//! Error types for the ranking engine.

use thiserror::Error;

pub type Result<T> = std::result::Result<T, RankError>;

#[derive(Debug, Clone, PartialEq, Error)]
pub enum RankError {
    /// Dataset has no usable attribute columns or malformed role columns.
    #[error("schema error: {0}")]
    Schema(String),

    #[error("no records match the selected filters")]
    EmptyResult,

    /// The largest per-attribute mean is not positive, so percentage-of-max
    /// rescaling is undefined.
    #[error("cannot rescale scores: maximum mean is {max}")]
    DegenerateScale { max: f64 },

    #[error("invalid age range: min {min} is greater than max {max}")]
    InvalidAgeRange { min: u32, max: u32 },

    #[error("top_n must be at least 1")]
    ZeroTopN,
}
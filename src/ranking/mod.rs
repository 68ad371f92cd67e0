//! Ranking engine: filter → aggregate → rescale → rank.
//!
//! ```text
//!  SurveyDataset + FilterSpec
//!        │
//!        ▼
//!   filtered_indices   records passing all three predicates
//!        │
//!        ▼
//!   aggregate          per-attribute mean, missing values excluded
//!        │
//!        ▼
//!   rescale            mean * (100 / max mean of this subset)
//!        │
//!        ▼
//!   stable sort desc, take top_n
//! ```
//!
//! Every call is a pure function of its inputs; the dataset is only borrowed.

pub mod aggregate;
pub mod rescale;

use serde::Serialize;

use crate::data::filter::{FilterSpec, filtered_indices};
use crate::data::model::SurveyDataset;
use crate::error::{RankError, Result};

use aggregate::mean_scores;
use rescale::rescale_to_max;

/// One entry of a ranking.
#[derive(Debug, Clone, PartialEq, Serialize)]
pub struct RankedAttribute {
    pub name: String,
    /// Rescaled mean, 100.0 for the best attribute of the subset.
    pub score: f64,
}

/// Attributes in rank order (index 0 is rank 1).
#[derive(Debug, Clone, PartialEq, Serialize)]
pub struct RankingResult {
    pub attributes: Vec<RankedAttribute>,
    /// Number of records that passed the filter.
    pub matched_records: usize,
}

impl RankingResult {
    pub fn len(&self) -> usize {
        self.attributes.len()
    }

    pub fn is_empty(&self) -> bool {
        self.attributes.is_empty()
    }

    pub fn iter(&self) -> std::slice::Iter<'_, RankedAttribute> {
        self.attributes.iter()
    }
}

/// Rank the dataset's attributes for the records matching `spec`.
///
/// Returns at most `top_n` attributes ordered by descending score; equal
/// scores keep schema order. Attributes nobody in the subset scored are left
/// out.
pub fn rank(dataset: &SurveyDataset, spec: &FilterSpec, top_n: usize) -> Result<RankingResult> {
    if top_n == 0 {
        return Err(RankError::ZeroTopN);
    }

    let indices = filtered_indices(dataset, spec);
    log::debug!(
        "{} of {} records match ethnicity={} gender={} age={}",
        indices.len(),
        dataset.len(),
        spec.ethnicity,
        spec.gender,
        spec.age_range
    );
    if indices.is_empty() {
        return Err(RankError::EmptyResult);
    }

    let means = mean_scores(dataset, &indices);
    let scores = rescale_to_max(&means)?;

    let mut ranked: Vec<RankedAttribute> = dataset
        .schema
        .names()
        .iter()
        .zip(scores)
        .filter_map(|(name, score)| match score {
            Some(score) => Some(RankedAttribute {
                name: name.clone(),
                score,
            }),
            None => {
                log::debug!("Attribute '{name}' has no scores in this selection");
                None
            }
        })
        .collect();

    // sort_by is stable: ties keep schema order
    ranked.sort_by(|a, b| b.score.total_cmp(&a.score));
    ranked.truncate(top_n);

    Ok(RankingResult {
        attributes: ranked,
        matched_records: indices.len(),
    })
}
__________
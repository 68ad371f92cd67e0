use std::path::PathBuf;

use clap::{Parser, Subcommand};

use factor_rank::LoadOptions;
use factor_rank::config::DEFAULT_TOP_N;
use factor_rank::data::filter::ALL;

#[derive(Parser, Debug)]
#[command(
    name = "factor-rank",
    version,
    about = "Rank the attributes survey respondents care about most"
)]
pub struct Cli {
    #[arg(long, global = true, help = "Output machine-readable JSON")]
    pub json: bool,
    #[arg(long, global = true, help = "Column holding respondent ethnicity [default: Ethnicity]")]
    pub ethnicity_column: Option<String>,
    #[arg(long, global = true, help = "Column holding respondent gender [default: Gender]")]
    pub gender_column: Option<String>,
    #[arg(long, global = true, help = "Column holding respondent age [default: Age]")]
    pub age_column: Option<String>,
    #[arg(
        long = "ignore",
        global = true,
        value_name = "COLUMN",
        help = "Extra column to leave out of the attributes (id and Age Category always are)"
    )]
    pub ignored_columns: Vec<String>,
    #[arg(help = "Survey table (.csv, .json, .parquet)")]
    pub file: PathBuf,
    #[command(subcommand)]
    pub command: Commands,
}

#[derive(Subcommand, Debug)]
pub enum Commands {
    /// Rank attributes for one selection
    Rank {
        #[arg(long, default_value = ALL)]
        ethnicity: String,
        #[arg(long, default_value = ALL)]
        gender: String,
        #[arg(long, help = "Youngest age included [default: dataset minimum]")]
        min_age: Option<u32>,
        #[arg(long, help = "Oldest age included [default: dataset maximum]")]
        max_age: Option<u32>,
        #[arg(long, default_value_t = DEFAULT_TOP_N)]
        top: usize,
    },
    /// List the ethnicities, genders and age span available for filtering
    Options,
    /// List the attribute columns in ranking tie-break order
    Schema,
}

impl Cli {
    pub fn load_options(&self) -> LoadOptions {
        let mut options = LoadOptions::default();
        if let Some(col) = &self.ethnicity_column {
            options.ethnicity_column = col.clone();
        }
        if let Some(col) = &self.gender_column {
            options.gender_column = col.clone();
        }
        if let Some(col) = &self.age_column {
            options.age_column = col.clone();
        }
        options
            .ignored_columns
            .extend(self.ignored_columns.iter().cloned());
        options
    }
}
__________
* **ACTIVITY**
Search the data above for lines holding "global" and copy each of them.

* **RESULT OF THE EXERCISE**
    #[arg(long, global = true, help = "Output machine-readable JSON")]
    #[arg(long, global = true, help = "Column holding respondent ethnicity [default: Ethnicity]")]
    #[arg(long, global = true, help = "Column holding respondent gender [default: Gender]")]
    #[arg(long, global = true, help = "Column holding respondent age [default: Age]")]
        global = true,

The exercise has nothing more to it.